■ What you need to do:
Go through the listing below and return every line exactly.

╭─ Data provided

use crate::connection::ConnectionId;
use std::error::Error as StdError;
use std::fmt;

/// A directed send failed. The caller decides whether to deregister the
/// connection in response.
#[derive(Debug, PartialEq, Eq)]
pub enum DeliveryError {
    /// The connection is registered but its peer is gone.
    ConnectionClosed(ConnectionId),
    /// No connection with this id is registered.
    UnknownConnection(ConnectionId),
}

impl fmt::Display for DeliveryError {
    fn fmt(&self, f: &mut fmt::Formatter) -> fmt::Result {
        match self {
            DeliveryError::ConnectionClosed(id) => {
                write!(f, "connection {} is closed", id.as_str())
            }
            DeliveryError::UnknownConnection(id) => {
                write!(f, "connection {} is not registered", id.as_str())
            }
        }
    }
}

impl StdError for DeliveryError {}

╰─

■ Result for this exercise:
use crate::connection::ConnectionId;
use std::error::Error as StdError;
use std::fmt;

/// A directed send failed. The caller decides whether to deregister the
/// connection in response.
#[derive(Debug, PartialEq, Eq)]
pub enum DeliveryError {
    /// The connection is registered but its peer is gone.
    ConnectionClosed(ConnectionId),
    /// No connection with this id is registered.
    UnknownConnection(ConnectionId),
}

impl fmt::Display for DeliveryError {
    fn fmt(&self, f: &mut fmt::Formatter) -> fmt::Result {
        match self {
            DeliveryError::ConnectionClosed(id) => {
                write!(f, "connection {} is closed", id.as_str())
            }
            DeliveryError::UnknownConnection(id) => {
                write!(f, "connection {} is not registered", id.as_str())
            }
        }
    }
}

impl StdError for DeliveryError {}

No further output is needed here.